Collected data entries
Segment Open
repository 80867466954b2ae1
pub mod clock;
pub mod dir;
pub mod logging;
pub mod percentage;
pub mod runtime;
pub mod time;
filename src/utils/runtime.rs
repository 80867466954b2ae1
use anyhow::Result;

pub fn multi_thread_runtime() -> Result<tokio::runtime::Runtime> {
    Ok(tokio::runtime::Builder::new_multi_thread()
        .enable_all()
        .build()?)
}
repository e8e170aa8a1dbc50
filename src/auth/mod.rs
use axum::Router;

use crate::db::AppState;

mod dto;
pub mod extractors;
pub mod handlers;
pub mod jwt;
pub mod password;
pub mod repo;

pub fn router() -> Router<AppState> {
    handlers::auth_routes()
}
Segment Closed
▶ [What is required]: Could you reproduce, exactly as written, the lines running from the one with "filename src/utils/runtime.rs" to the end of the entries above?

▶ [Answer box]:
filename src/utils/runtime.rs
repository 80867466954b2ae1
use anyhow::Result;

pub fn multi_thread_runtime() -> Result<tokio::runtime::Runtime> {
    Ok(tokio::runtime::Builder::new_multi_thread()
        .enable_all()
        .build()?)
}
repository e8e170aa8a1dbc50
filename src/auth/mod.rs
use axum::Router;

use crate::db::AppState;

mod dto;
pub mod extractors;
pub mod handlers;
pub mod jwt;
pub mod password;
pub mod repo;

pub fn router() -> Router<AppState> {
    handlers::auth_routes()
}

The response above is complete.